The NHS, for the sake of my overseas readers, is the British National Health Service. Set up shortly after the war, its purpose was to provide medical and dental care ‘free at the point of use’ for all British citizens.
Every man, woman and child in the country has access, not only to hospital-based care for injuries and major diseases, but to a ‘GP’ (General Practitioner), nurses and midwives at a local surgery or health centre.
Shortly after my post asking ‘What’s the point of prison?’, the Today programme provided me with fantastic material for a similar question about the purpose of the NHS.
The context was the release of a report from the National Audit Office revealing that the gap in life expectancy between the poorest and wealthiest parts of the population in England is continuing to widen. Presenter John Humphries asked a GP, Dr Sam Everington, and British Medical Association [BMA] President Sir Michael Marmot how the health of the poorer members of our society could be improved. He was astounded by Dr Everington’s reply:
What I would argue is what you need is a much bigger and wider role for GPs, so in our centre we provide a hundred different projects which includes a job advisor.
“But that’s not what you’re trained to do!” remarked Humphrys.
Dr E – Oh, but it’s entirely about health. The evidence is absolutely clear, that if you get somebody into work or if you get them trained almost in anything you will improve their health.
JH – But it’s not your job to do that, you’re a doctor.
Dr E – But it is my job. The traditional thought about a GP was I’m just there to prescribe an anti-depressant…
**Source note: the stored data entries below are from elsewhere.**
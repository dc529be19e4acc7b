//! Shift utilization for one process.
//!
//! ## Formula
//!
//! ```text
//! maintenance = sum of maintenance group totals over all blocks
//! downtime    = sum of downtime durations
//! operating   = 0 (reserved for direct operating-time entry)
//! remaining   = max(0, 480 - maintenance - operating - downtime)
//! ```
//!
//! Segment percentages are `minutes / 480 * 100` and are not clamped, so a
//! process with more than a shift's worth of maintenance shows over 100% on
//! that segment while `remaining` stays at zero.

use crate::libs::grouping::Grouping;
use crate::libs::record::{DowntimeRecord, MaintenanceRecord, ShiftRecord};
use crate::libs::shift::SHIFT_MINUTES;
use serde::Serialize;

/// Minute breakdown of one process's shift.
#[derive(Debug, Clone, Copy, PartialEq, Eq, Default, Serialize)]
#[serde(rename_all = "camelCase")]
pub struct ProcessTimeSummary {
    pub maintenance_minutes: u32,
    pub operating_minutes: u32,
    pub downtime_minutes: u32,
    pub remaining_minutes: u32,
}

impl ProcessTimeSummary {
    pub fn from_minutes(maintenance_minutes: u32, operating_minutes: u32, downtime_minutes: u32) -> Self {
        let used = maintenance_minutes.saturating_add(operating_minutes).saturating_add(downtime_minutes);
        Self {
            maintenance_minutes,
            operating_minutes,
            downtime_minutes,
            remaining_minutes: SHIFT_MINUTES.saturating_sub(used),
        }
    }

    /// Rolls a process's record lists for one shift into a summary.
    ///
    /// Only group totals are counted for maintenance, so an addendum is
    /// counted once through its primary and orphans not at all.
    pub fn calculate(maintenance: &[MaintenanceRecord], downtime: &[DowntimeRecord]) -> Self {
        let maintenance_minutes = maintenance.groups().iter().fold(0u32, |total, g| total.saturating_add(g.minutes));
        let downtime_minutes = downtime.iter().fold(0u32, |total, d| total.saturating_add(d.minutes()));
        Self::from_minutes(maintenance_minutes, 0, downtime_minutes)
    }

    pub fn maintenance_percent(&self) -> f64 {
        percent_of_shift(self.maintenance_minutes)
    }

    pub fn operating_percent(&self) -> f64 {
        percent_of_shift(self.operating_minutes)
    }

    pub fn downtime_percent(&self) -> f64 {
        percent_of_shift(self.downtime_minutes)
    }

    pub fn remaining_percent(&self) -> f64 {
        percent_of_shift(self.remaining_minutes)
    }
}

/// Share of the 480-minute shift, in percent.
pub fn percent_of_shift(minutes: u32) -> f64 {
    minutes as f64 / SHIFT_MINUTES as f64 * 100.0
}

#[cfg(test)]
mod tests {
    use super::*;

    #[test]
    fn remaining_is_clamped_at_zero() {
        let summary = ProcessTimeSummary::from_minutes(500, 0, 50);
        assert_eq!(summary.remaining_minutes, 0);
        assert!(summary.maintenance_percent() > 100.0);
    }

    #[test]
    fn groups_and_downtime_are_summed() {
        let first = MaintenanceRecord::from_minutes(30, "clean", None, 0);
        let extra = MaintenanceRecord::from_minutes(15, "recheck", None, 0).attach_to(first.id);
        let other = MaintenanceRecord::from_minutes(20, "lube", None, 1);
        let orphan = MaintenanceRecord::from_minutes(99, "lost", None, 0).attach_to(other.id);
        let downtime = vec![
            DowntimeRecord::from_minutes(10, "", "power", 0),
            DowntimeRecord::from_minutes(5, "", "material", 1),
        ];

        let summary = ProcessTimeSummary::calculate(&[first, extra, other, orphan], &downtime);
        assert_eq!(summary.maintenance_minutes, 65);
        assert_eq!(summary.downtime_minutes, 15);
        assert_eq!(summary.operating_minutes, 0);
        assert_eq!(summary.remaining_minutes, 400);
    }

    #[test]
    fn huge_durations_saturate() {
        let primary = MaintenanceRecord::from_minutes(u32::MAX, "overhaul", None, 0);
        let extra = MaintenanceRecord::from_minutes(1, "recheck", None, 0).attach_to(primary.id);
        let downtime = vec![
            DowntimeRecord::from_minutes(u32::MAX, "", "power", 0),
            DowntimeRecord::from_minutes(7, "", "jam", 0),
        ];

        let summary = ProcessTimeSummary::calculate(&[primary, extra], &downtime);
        assert_eq!(summary.maintenance_minutes, u32::MAX);
        assert_eq!(summary.downtime_minutes, u32::MAX);
        assert_eq!(summary.remaining_minutes, 0);
    }

    #[test]
    fn empty_shift_is_all_remaining() {
        let summary = ProcessTimeSummary::calculate(&[], &[]);
        assert_eq!(summary.remaining_minutes, SHIFT_MINUTES);
        assert!((summary.remaining_percent() - 100.0).abs() < f64::EPSILON);
    }

    #[test]
    fn percent_uses_full_shift() {
        assert!((percent_of_shift(120) - 25.0).abs() < 1e-9);
        assert!((percent_of_shift(720) - 150.0).abs() < 1e-9);
    }
}
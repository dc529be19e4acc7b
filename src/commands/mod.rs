//! Command-line interface.
//!
//! Every data command addresses one (process, shift) pair through
//! [`ShiftArgs`]. The shift falls back to the configured default, else `A`.
//! Rejected input (bad times, unknown ids, out-of-range positions) is printed
//! as a message and ends the command normally; storage failures propagate.

pub mod block;
pub mod downtime;
pub mod equipment;
pub mod export;
pub mod init;
pub mod maintenance;
pub mod outbox;
pub mod remote;
pub mod summary;
pub mod sync;

use crate::db::shift_store::SqliteStore;
use crate::libs::config::Config;
use crate::libs::error::EntryError;
use crate::libs::ledger::{ShiftLedger, Span};
use crate::libs::messages::Message;
use crate::libs::shift::{ProcessId, Shift};
use crate::msg_error;
use anyhow::Result;
use clap::{Args, Parser, Subcommand};

#[derive(Debug, Subcommand)]
enum Commands {
    #[command(about = "Configuration initialization")]
    Init,
    #[command(about = "Record, list and delete maintenance entries")]
    Maintenance(maintenance::MaintenanceArgs),
    #[command(about = "Record, list and delete downtime entries")]
    Downtime(downtime::DowntimeArgs),
    #[command(about = "Show shift utilization of a process")]
    Summary(summary::SummaryArgs),
    #[command(about = "Edit input blocks of a process")]
    Block(block::BlockArgs),
    #[command(about = "Read and write equipment notes")]
    Equipment(equipment::EquipmentArgs),
    #[command(about = "Show writes waiting for the MES server")]
    Outbox,
    #[command(about = "Push queued writes to the MES server")]
    Sync,
    #[command(about = "Show a collection as the MES server has it")]
    Remote(remote::RemoteArgs),
    #[command(about = "Export shift data to CSV, JSON or Excel")]
    Export(export::ExportArgs),
}

#[derive(Debug, Parser)]
#[command(author, version, about, long_about = None)]
#[command(arg_required_else_help(true))]
pub struct Cli {
    #[command(subcommand)]
    command: Commands,
}

impl Cli {
    pub async fn menu() -> Result<()> {
        let cli = Self::parse();
        match cli.command {
            Commands::Init => init::cmd(),
            Commands::Maintenance(args) => maintenance::cmd(args),
            Commands::Downtime(args) => downtime::cmd(args),
            Commands::Summary(args) => summary::cmd(args),
            Commands::Block(args) => block::cmd(args),
            Commands::Equipment(args) => equipment::cmd(args),
            Commands::Outbox => outbox::cmd(),
            Commands::Sync => sync::cmd().await,
            Commands::Remote(args) => remote::cmd(args).await,
            Commands::Export(args) => export::cmd(args),
        }
    }
}

/// Which process and shift a command works on.
#[derive(Debug, Clone, Args)]
pub struct ShiftArgs {
    /// Process identifier
    #[arg(short, long)]
    pub process: String,

    /// Shift A, B or C (default: configured shift)
    #[arg(short, long)]
    pub shift: Option<Shift>,
}

impl ShiftArgs {
    pub fn resolve(&self) -> Result<(ProcessId, Shift)> {
        let process = self.process.trim();
        if process.is_empty() {
            return Err(EntryError::MissingField("process").into());
        }
        Ok((ProcessId::new(process), resolve_shift(self.shift)?))
    }
}

/// Duration of an entry: `--start/--end` or `--minutes`.
#[derive(Debug, Clone, Args)]
pub struct SpanArgs {
    /// Start time, HH:MM
    #[arg(long)]
    pub start: Option<String>,

    /// End time, HH:MM (before start means past midnight)
    #[arg(long)]
    pub end: Option<String>,

    /// Duration in minutes instead of a time range
    #[arg(short, long, conflicts_with_all = ["start", "end"])]
    pub minutes: Option<u32>,
}

impl SpanArgs {
    pub fn span(&self) -> Span {
        match self.minutes {
            Some(minutes) => Span::Minutes(minutes),
            None => Span::range(self.start.clone().unwrap_or_default(), self.end.clone().unwrap_or_default()),
        }
    }
}

pub fn resolve_shift(shift: Option<Shift>) -> Result<Shift> {
    match shift {
        Some(shift) => Ok(shift),
        None => Ok(Config::read()?.default_shift()),
    }
}

pub fn ledger() -> Result<ShiftLedger<SqliteStore>> {
    Ok(ShiftLedger::new(SqliteStore::new()?))
}

/// Prints a rejected entry and yields `None`; other errors propagate.
pub fn report_entry<T>(result: Result<T>) -> Result<Option<T>> {
    match result {
        Ok(value) => Ok(Some(value)),
        Err(e) => match e.downcast_ref::<EntryError>() {
            Some(rejected) => {
                msg_error!(Message::EntryRejected(rejected.to_string()));
                Ok(None)
            }
            None => Err(e),
        },
    }
}

#[cfg(test)]
mod tests {
    use super::*;

    #[test]
    fn minutes_take_precedence_over_range() {
        let args = SpanArgs {
            start: None,
            end: None,
            minutes: Some(25),
        };
        assert_eq!(args.span(), Span::Minutes(25));

        let args = SpanArgs {
            start: Some("08:00".into()),
            end: None,
            minutes: None,
        };
        assert_eq!(args.span(), Span::range("08:00", ""));
    }

    #[test]
    fn entry_errors_are_reported_not_raised() {
        let rejected: Result<()> = Err(EntryError::MissingField("start").into());
        assert!(report_entry(rejected).unwrap().is_none());

        let failed: Result<()> = Err(anyhow::anyhow!("disk full"));
        assert!(report_entry(failed).is_err());
    }

    #[test]
    fn blank_process_is_rejected() {
        let args = ShiftArgs {
            process: "  ".into(),
            shift: Some(Shift::B),
        };
        let err = args.resolve().unwrap_err();
        assert_eq!(err.downcast_ref::<EntryError>(), Some(&EntryError::MissingField("process")));
    }

    #[test]
    fn cli_parses_maintenance_add() {
        let cli = Cli::try_parse_from([
            "mest", "maintenance", "add", "-p", "P1", "-s", "b", "--start", "23:30", "--end", "00:10", "-d", "belt",
        ]);
        assert!(cli.is_ok());

        let cli = Cli::try_parse_from(["mest", "maintenance", "add", "-p", "P1", "-m", "5", "--start", "08:00"]);
        assert!(cli.is_err());
    }

    #[test]
    fn cli_parses_remote_collections() {
        assert!(Cli::try_parse_from(["mest", "remote", "process-titles"]).is_ok());
        assert!(Cli::try_parse_from(["mest", "remote", "equipments"]).is_ok());
        assert!(Cli::try_parse_from(["mest", "remote", "shifts"]).is_err());
    }
}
JH – Well no, to make us well again…
Dr E – Exactly!
Making people well, he argued, is not just about alleviating their symptoms, but addressing the fundamental causes of their ill-health. If being out of work means “they’re staying at home, they’re inside, [and] they’re getting vitamin D deficient”, the best way to improve their health is to get them out of the house and being productive again.
What I love about this approach is that, like Rob Owen’s stance on the purpose of prison, it sees people as holistic beings. A person arriving at a doctor’s surgery is not just a bundle of symptoms, but a complex human being in whom all parts are inter-related. By addressing the needs of the whole person, rather than the specific symptom, you have a greater chance of making a long-term difference.
“And does it work?” Humphrys asked.
“Yes, it does. It’s very successful.”